In contrast, the mainly rural population that had existed before the industrial revolution had their own seasonal festivals at slacker times of the year, but the persistent nature of farming activities meant that spare time was unregulated in the same way. The loss of the rural festivities also meant that there was no equivalent time off for the urban population. In 1834 most of the rural festivities were culled from 33 holidays to just 4.

The 1871 Bank Holiday Act was introduced by Sir John Lubbock, President of the Institute of Bankers and Liberal M.P.

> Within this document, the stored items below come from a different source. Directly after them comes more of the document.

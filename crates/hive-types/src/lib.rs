//! Shared type definitions for the Hive tick engine.
//!
//! This crate is the single source of truth for the world model every
//! other crate in the workspace reads and writes: identifiers, enums,
//! immutable snapshots, typed intents, and sparse patches.
//!
//! # Modules
//!
//! - [`ids`] -- String-backed identifier newtypes and room coordinates
//! - [`enums`] -- Object types, body parts, directions, market enums
//! - [`position`] -- In-room tile coordinates
//! - [`resources`] -- Resource name constants
//! - [`snapshot`] -- Immutable room and global snapshots
//! - [`intents`] -- Typed intent records and indexes
//! - [`patches`] -- Sparse patch types and storage-neutral field changes

pub mod enums;
pub mod ids;
pub mod intents;
pub mod patches;
pub mod position;
pub mod resources;
pub mod snapshot;

#[cfg(any(test, feature = "test-support"))]
pub mod test_support;

// Re-export all public types at crate root for convenience.
pub use enums::{
    BodyPartType, Direction, MoneyLogType, ObjectType, OrderType, PowerClass, RoomStatus,
    TerrainType,
};
pub use ids::{ObjectId, OrderId, RoomName, UserId};
pub use intents::{
    GlobalUserIntent, IntentArgument, IntentFieldValue, IntentIndex, IntentRecord, ObjectIntent,
    RoomIntentSnapshot,
};
pub use patches::{
    FieldChanges, MarketLogDetails, MarketOrderPatch, MoneyLogEntry, PowerCreepPatch,
    RoomInfoPatch, RoomObjectPatch, UserPatch,
};
pub use position::{Position, ROOM_SIZE};
pub use snapshot::{
    BodyPart, Effect, FlagSnapshot, GlobalMarketSnapshot, GlobalSnapshot, InterRoom,
    MarketOrderSnapshot, PowerCreepSnapshot, PowerLevel, Reservation, RoomInfoSnapshot,
    RoomObjectSnapshot, RoomSnapshot, RoomTerrain, Sign, SpawningState, UserState,
};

On Motion of Sir JOHN LUBBOCK, Bill to make provision for Bank Holidays, and respecting Bills of Exchange and Promissory Notes payable on Bank Holidays, ordered to be brought in by Sir 662 JOHN LUBBOCK, Sir DAVID SALMONS, Mr. BARNETT, and Mr. RATHBONE.[21 February 1871 ]

This established established Boxing Day, Easter Monday, Whit Monday and the first Monday in August as bank (i.e. public) holidays, and an amendment by Lord Colonsay "he proposed to introduce Good Friday, which was already observed to a great extent as a bank holiday" which was accepted.

The result of the increased leisure can be seen in a mention of Kew Gardens in 1879 as a popular venue for visitors at bank holidays::

On the occasion of two Bank holidays last year close upon 60,000 visitors entered the Gardens in one day. One proof that good had been done by the movement for extending the hours during which the Gardens were open to the public was afforded by the fact that on Bank holidays the Gardens were now open at 10 o'clock, instead of 1 o'clock, as was formerly the case. That the change was appreciated was shown by the circumstance that on Easter Monday 4,000 people, and on Whit Monday 5,000 people, entered the Gardens before 1 o'clock.

The Bank Holiday Act was to the subject of a highly topical reference in Gilbert and Sullivan's Patience - "A steady and stolid-y, jolly Bank-holiday", and is also referenced in Ruddigore:

ROB. Really, I don't know what you'd have. I've only been a bad baronet a week, and I've committed a crime punctually every day.
SIR ROD. Let us inquire into this. Monday?
ROB. Monday was a Bank Holiday.
SIR ROD. True. Tuesday? 215
ROB. On. Tuesday I made a false income-tax return.
ALL. Ha! ha!
IST GHOST. That's nothing.
2ND GHOST. Nothing at all.
3RD GHOST. Everybody does that. 220
4TH GHOST. It's expected of you.

Part of the reason often cited for the bank holidays is that Lubbock was a keen cricketer and selected the extra days (apart from Christmas and Easter) to be suitable for matches, traditionally played in Whitsun and early August. The last Monday in August was formally made a bank holiday in place of the first Monday in August in England, Wales and Northern Ireland in 1971.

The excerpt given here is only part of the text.